What is needed here is an exact transcription of all the entries.

□ □ □ □ □ □ □

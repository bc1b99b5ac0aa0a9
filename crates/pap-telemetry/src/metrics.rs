//! Prometheus metrics for the PAP engine.
//!
//! All metrics follow the naming convention: `pap_<noun>_<unit>`
//!
//! ## Metric Types
//!
//! - **Counter**: monotonically increasing (e.g. `pap_envelopes_received_total`)
//! - **Gauge**: up or down (e.g. `pap_correlations_pending`)
//! - **Histogram**: distribution (e.g. `pap_verification_duration_seconds`)

use lazy_static::lazy_static;
use prometheus::{
    exponential_buckets, Encoder, Histogram, HistogramOpts, IntCounter, IntCounterVec, IntGauge,
    Opts, Registry, TextEncoder,
};

use crate::TelemetryError;

lazy_static! {
    /// Crate-level metrics registry
    pub static ref REGISTRY: Registry = Registry::new();

    // =========================================================================
    // INTAKE
    // =========================================================================

    /// Envelopes handed to the engine, by body kind
    pub static ref ENVELOPES_RECEIVED: IntCounterVec = IntCounterVec::new(
        Opts::new("pap_envelopes_received_total", "Envelopes received by the engine"),
        &["kind"]
    ).expect("metric creation failed");

    /// Envelopes rejected, by taxonomy code
    pub static ref ENVELOPES_REJECTED: IntCounterVec = IntCounterVec::new(
        Opts::new("pap_envelopes_rejected_total", "Envelopes rejected by the engine"),
        &["code"]
    ).expect("metric creation failed");

    // =========================================================================
    // AUTHENTICATION
    // =========================================================================

    /// Nonces presented twice inside the replay window
    pub static ref REPLAYS_DETECTED: IntCounter = IntCounter::new(
        "pap_replays_detected_total",
        "Envelopes rejected as replays"
    ).expect("metric creation failed");

    /// Signature checks by algorithm and outcome
    pub static ref SIGNATURE_VERIFICATIONS: IntCounterVec = IntCounterVec::new(
        Opts::new("pap_signature_verifications_total", "Signature verifications"),
        &["algorithm", "outcome"]  // outcome: valid/invalid
    ).expect("metric creation failed");

    /// Time spent in the auth verifier
    pub static ref VERIFICATION_DURATION: Histogram = Histogram::with_opts(
        HistogramOpts::new(
            "pap_verification_duration_seconds",
            "Time spent authenticating an envelope"
        ).buckets(exponential_buckets(0.00001, 2.0, 15).unwrap_or_default())
    ).expect("metric creation failed");

    // =========================================================================
    // CORRELATION & CONTROL
    // =========================================================================

    /// Open exchanges
    pub static ref CORRELATIONS_PENDING: IntGauge = IntGauge::new(
        "pap_correlations_pending",
        "Exchanges awaiting a terminal reply"
    ).expect("metric creation failed");

    /// Exchange retirements by reason
    pub static ref CORRELATION_RETIREMENTS: IntCounterVec = IntCounterVec::new(
        Opts::new("pap_correlation_retirements_total", "Retired exchanges"),
        &["reason"]  // reason: final/error/timeout/cancelled
    ).expect("metric creation failed");

    /// Control directives released to their target
    pub static ref DIRECTIVES_RELEASED: IntCounterVec = IntCounterVec::new(
        Opts::new("pap_directives_released_total", "Control directives released"),
        &["control_type"]
    ).expect("metric creation failed");
}

/// Register all metrics with the crate registry.
///
/// Safe to call more than once; already-registered collectors are skipped.
pub fn register_metrics() -> Result<(), TelemetryError> {
    let metrics: Vec<Box<dyn prometheus::core::Collector>> = vec![
        // Intake
        Box::new(ENVELOPES_RECEIVED.clone()),
        Box::new(ENVELOPES_REJECTED.clone()),
        // Authentication
        Box::new(REPLAYS_DETECTED.clone()),
        Box::new(SIGNATURE_VERIFICATIONS.clone()),
        Box::new(VERIFICATION_DURATION.clone()),
        // Correlation & control
        Box::new(CORRELATIONS_PENDING.clone()),
        Box::new(CORRELATION_RETIREMENTS.clone()),
        Box::new(DIRECTIVES_RELEASED.clone()),
    ];

    for metric in metrics {
        match REGISTRY.register(metric) {
            Ok(()) | Err(prometheus::Error::AlreadyReg) => {}
            Err(e) => return Err(TelemetryError::MetricsInit(e.to_string())),
        }
    }
    Ok(())
}

/// Encode all metrics as Prometheus text format.
pub fn encode_metrics() -> Result<String, TelemetryError> {
    let encoder = TextEncoder::new();
    let metric_families = REGISTRY.gather();
    let mut buffer = Vec::new();
    encoder
        .encode(&metric_families, &mut buffer)
        .map_err(|e| TelemetryError::MetricsInit(e.to_string()))?;
    String::from_utf8(buffer).map_err(|e| TelemetryError::MetricsInit(e.to_string()))
}

/// Timer guard for automatic histogram observation.
pub struct HistogramTimer {
    histogram: Histogram,
    start: std::time::Instant,
}

impl HistogramTimer {
    /// Start a new timer for the given histogram.
    pub fn new(histogram: &Histogram) -> Self {
        Self {
            histogram: histogram.clone(),
            start: std::time::Instant::now(),
        }
    }
}

impl Drop for HistogramTimer {
    fn drop(&mut self) {
        self.histogram.observe(self.start.elapsed().as_secs_f64());
    }
}

/// Start timing for a histogram. Observation happens on drop.
#[macro_export]
macro_rules! time_histogram {
    ($histogram:expr) => {
        $crate::metrics::HistogramTimer::new(&$histogram)
    };
}
//! # Envelope Engine Service
//!
//! Application service implementing `EnvelopeProcessingApi`.
//!
//! ## Architecture
//!
//! This is the hexagonal "application service" that:
//! - Implements the inbound port (`EnvelopeProcessingApi`)
//! - Uses the outbound ports (clock, key registry, directory, delivery)
//! - Delegates each pipeline stage to the domain layer
//! - Publishes engine notifications on the event bus

use async_trait::async_trait;
use chrono::{DateTime, Utc};
use pap_bus::{EngineEvent, EventPublisher, RetirementReason};
use pap_telemetry::{metric_inc, TraceContext, ENVELOPES_RECEIVED, ENVELOPES_REJECTED};
use pap_types::{
    decode_envelope, ControlDirective, ControlType, Envelope, ErrorCode, ErrorMessage,
    HandshakeAck, Invoke, MessageBody, MessageKind, PapError, Response,
};
use parking_lot::Mutex;
use std::sync::Arc;
use tracing::{debug, info, warn, Instrument};

use crate::domain::auth::AuthVerifier;
use crate::domain::config::{add, ConfigError, EngineConfig};
use crate::domain::control::{directive_from, ControlScheduler};
use crate::domain::correlation::{CorrelationTracker, ExchangeKind, MatchResult};
use crate::domain::dispatch::Dispatcher;
use crate::domain::errors::CorrelationError;
use crate::domain::outcome::{Disposition, Outcome, Rejection, SweepReport, Warning, WarningKind};
use crate::domain::replay::ReplayGuard;
use crate::domain::streaming::{ChunkStream, StreamAssembler};
use crate::domain::validator::EnvelopeValidator;
use crate::ports::inbound::EnvelopeProcessingApi;
use crate::ports::outbound::{AgentDirectory, Clock, DirectiveDelivery, KeyRegistry};

/// `force_kill` argument naming the exchange to cancel.
pub const FORCE_KILL_CORRELATION_ARG: &str = "correlationId";

/// Collaborators the engine is wired to.
#[derive(Clone)]
pub struct EngineDeps {
    pub clock: Arc<dyn Clock>,
    pub keys: Arc<dyn KeyRegistry>,
    pub directory: Arc<dyn AgentDirectory>,
    pub delivery: Arc<dyn DirectiveDelivery>,
    pub publisher: Arc<dyn EventPublisher>,
}

/// The envelope validation and dispatch engine.
pub struct EnvelopeEngine {
    config: EngineConfig,
    clock: Arc<dyn Clock>,
    publisher: Arc<dyn EventPublisher>,
    replay: Arc<ReplayGuard>,
    validator: EnvelopeValidator,
    dispatcher: Dispatcher,
    tracker: CorrelationTracker,
    streams: Arc<StreamAssembler>,
    scheduler: ControlScheduler,
    last_housekeeping: Mutex<Option<DateTime<Utc>>>,
}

□ □ □ □ □ □ □

(TASK RESULT):
repository bc1b99b5ac0aa0a9
filename crates/pap-telemetry/src/metrics.rs
//! Prometheus metrics for the PAP engine.
//!
//! All metrics follow the naming convention: `pap_<noun>_<unit>`
//!
//! ## Metric Types
//!
//! - **Counter**: monotonically increasing (e.g. `pap_envelopes_received_total`)
//! - **Gauge**: up or down (e.g. `pap_correlations_pending`)
//! - **Histogram**: distribution (e.g. `pap_verification_duration_seconds`)

use lazy_static::lazy_static;
use prometheus::{
    exponential_buckets, Encoder, Histogram, HistogramOpts, IntCounter, IntCounterVec, IntGauge,
    Opts, Registry, TextEncoder,
};

use crate::TelemetryError;

lazy_static! {
    /// Crate-level metrics registry
    pub static ref REGISTRY: Registry = Registry::new();

    // =========================================================================
    // INTAKE
    // =========================================================================

    /// Envelopes handed to the engine, by body kind
    pub static ref ENVELOPES_RECEIVED: IntCounterVec = IntCounterVec::new(
        Opts::new("pap_envelopes_received_total", "Envelopes received by the engine"),
        &["kind"]
    ).expect("metric creation failed");

    /// Envelopes rejected, by taxonomy code
    pub static ref ENVELOPES_REJECTED: IntCounterVec = IntCounterVec::new(
        Opts::new("pap_envelopes_rejected_total", "Envelopes rejected by the engine"),
        &["code"]
    ).expect("metric creation failed");

    // =========================================================================
    // AUTHENTICATION
    // =========================================================================

    /// Nonces presented twice inside the replay window
    pub static ref REPLAYS_DETECTED: IntCounter = IntCounter::new(
        "pap_replays_detected_total",
        "Envelopes rejected as replays"
    ).expect("metric creation failed");

    /// Signature checks by algorithm and outcome
    pub static ref SIGNATURE_VERIFICATIONS: IntCounterVec = IntCounterVec::new(
        Opts::new("pap_signature_verifications_total", "Signature verifications"),
        &["algorithm", "outcome"]  // outcome: valid/invalid
    ).expect("metric creation failed");

    /// Time spent in the auth verifier
    pub static ref VERIFICATION_DURATION: Histogram = Histogram::with_opts(
        HistogramOpts::new(
            "pap_verification_duration_seconds",
            "Time spent authenticating an envelope"
        ).buckets(exponential_buckets(0.00001, 2.0, 15).unwrap_or_default())
    ).expect("metric creation failed");

    // =========================================================================
    // CORRELATION & CONTROL
    // =========================================================================

    /// Open exchanges
    pub static ref CORRELATIONS_PENDING: IntGauge = IntGauge::new(
        "pap_correlations_pending",
        "Exchanges awaiting a terminal reply"
    ).expect("metric creation failed");

    /// Exchange retirements by reason
    pub static ref CORRELATION_RETIREMENTS: IntCounterVec = IntCounterVec::new(
        Opts::new("pap_correlation_retirements_total", "Retired exchanges"),
        &["reason"]  // reason: final/error/timeout/cancelled
    ).expect("metric creation failed");

    /// Control directives released to their target
    pub static ref DIRECTIVES_RELEASED: IntCounterVec = IntCounterVec::new(
        Opts::new("pap_directives_released_total", "Control directives released"),
        &["control_type"]
    ).expect("metric creation failed");
}

/// Register all metrics with the crate registry.
///
/// Safe to call more than once; already-registered collectors are skipped.
pub fn register_metrics() -> Result<(), TelemetryError> {
    let metrics: Vec<Box<dyn prometheus::core::Collector>> = vec![
        // Intake
        Box::new(ENVELOPES_RECEIVED.clone()),
        Box::new(ENVELOPES_REJECTED.clone()),
        // Authentication
        Box::new(REPLAYS_DETECTED.clone()),
        Box::new(SIGNATURE_VERIFICATIONS.clone()),
        Box::new(VERIFICATION_DURATION.clone()),
        // Correlation & control
        Box::new(CORRELATIONS_PENDING.clone()),
        Box::new(CORRELATION_RETIREMENTS.clone()),
        Box::new(DIRECTIVES_RELEASED.clone()),
    ];

    for metric in metrics {
        match REGISTRY.register(metric) {
            Ok(()) | Err(prometheus::Error::AlreadyReg) => {}
            Err(e) => return Err(TelemetryError::MetricsInit(e.to_string())),
        }
    }
    Ok(())
}

/// Encode all metrics as Prometheus text format.
pub fn encode_metrics() -> Result<String, TelemetryError> {
    let encoder = TextEncoder::new();
    let metric_families = REGISTRY.gather();
    let mut buffer = Vec::new();
    encoder
        .encode(&metric_families, &mut buffer)
        .map_err(|e| TelemetryError::MetricsInit(e.to_string()))?;
    String::from_utf8(buffer).map_err(|e| TelemetryError::MetricsInit(e.to_string()))
}

/// Timer guard for automatic histogram observation.
pub struct HistogramTimer {
    histogram: Histogram,
    start: std::time::Instant,
}

impl HistogramTimer {
    /// Start a new timer for the given histogram.
    pub fn new(histogram: &Histogram) -> Self {
        Self {
            histogram: histogram.clone(),
            start: std::time::Instant::now(),
        }
    }
}

impl Drop for HistogramTimer {
    fn drop(&mut self) {
        self.histogram.observe(self.start.elapsed().as_secs_f64());
    }
}

/// Start timing for a histogram. Observation happens on drop.
#[macro_export]
macro_rules! time_histogram {
    ($histogram:expr) => {
        $crate::metrics::HistogramTimer::new(&$histogram)
    };
}
//! # Envelope Engine Service
//!
//! Application service implementing `EnvelopeProcessingApi`.
//!
//! ## Architecture
//!
//! This is the hexagonal "application service" that:
//! - Implements the inbound port (`EnvelopeProcessingApi`)
//! - Uses the outbound ports (clock, key registry, directory, delivery)
//! - Delegates each pipeline stage to the domain layer
//! - Publishes engine notifications on the event bus

use async_trait::async_trait;
use chrono::{DateTime, Utc};
use pap_bus::{EngineEvent, EventPublisher, RetirementReason};
use pap_telemetry::{metric_inc, TraceContext, ENVELOPES_RECEIVED, ENVELOPES_REJECTED};
use pap_types::{
    decode_envelope, ControlDirective, ControlType, Envelope, ErrorCode, ErrorMessage,
    HandshakeAck, Invoke, MessageBody, MessageKind, PapError, Response,
};
use parking_lot::Mutex;
use std::sync::Arc;
use tracing::{debug, info, warn, Instrument};

use crate::domain::auth::AuthVerifier;
use crate::domain::config::{add, ConfigError, EngineConfig};
use crate::domain::control::{directive_from, ControlScheduler};
use crate::domain::correlation::{CorrelationTracker, ExchangeKind, MatchResult};
use crate::domain::dispatch::Dispatcher;
use crate::domain::errors::CorrelationError;
use crate::domain::outcome::{Disposition, Outcome, Rejection, SweepReport, Warning, WarningKind};
use crate::domain::replay::ReplayGuard;
use crate::domain::streaming::{ChunkStream, StreamAssembler};
use crate::domain::validator::EnvelopeValidator;
use crate::ports::inbound::EnvelopeProcessingApi;
use crate::ports::outbound::{AgentDirectory, Clock, DirectiveDelivery, KeyRegistry};

/// `force_kill` argument naming the exchange to cancel.
pub const FORCE_KILL_CORRELATION_ARG: &str = "correlationId";

/// Collaborators the engine is wired to.
#[derive(Clone)]
pub struct EngineDeps {
    pub clock: Arc<dyn Clock>,
    pub keys: Arc<dyn KeyRegistry>,
    pub directory: Arc<dyn AgentDirectory>,
    pub delivery: Arc<dyn DirectiveDelivery>,
    pub publisher: Arc<dyn EventPublisher>,
}

/// The envelope validation and dispatch engine.
pub struct EnvelopeEngine {
    config: EngineConfig,
    clock: Arc<dyn Clock>,
    publisher: Arc<dyn EventPublisher>,
    replay: Arc<ReplayGuard>,
    validator: EnvelopeValidator,
    dispatcher: Dispatcher,
    tracker: CorrelationTracker,
    streams: Arc<StreamAssembler>,
    scheduler: ControlScheduler,
    last_housekeeping: Mutex<Option<DateTime<Utc>>>,
}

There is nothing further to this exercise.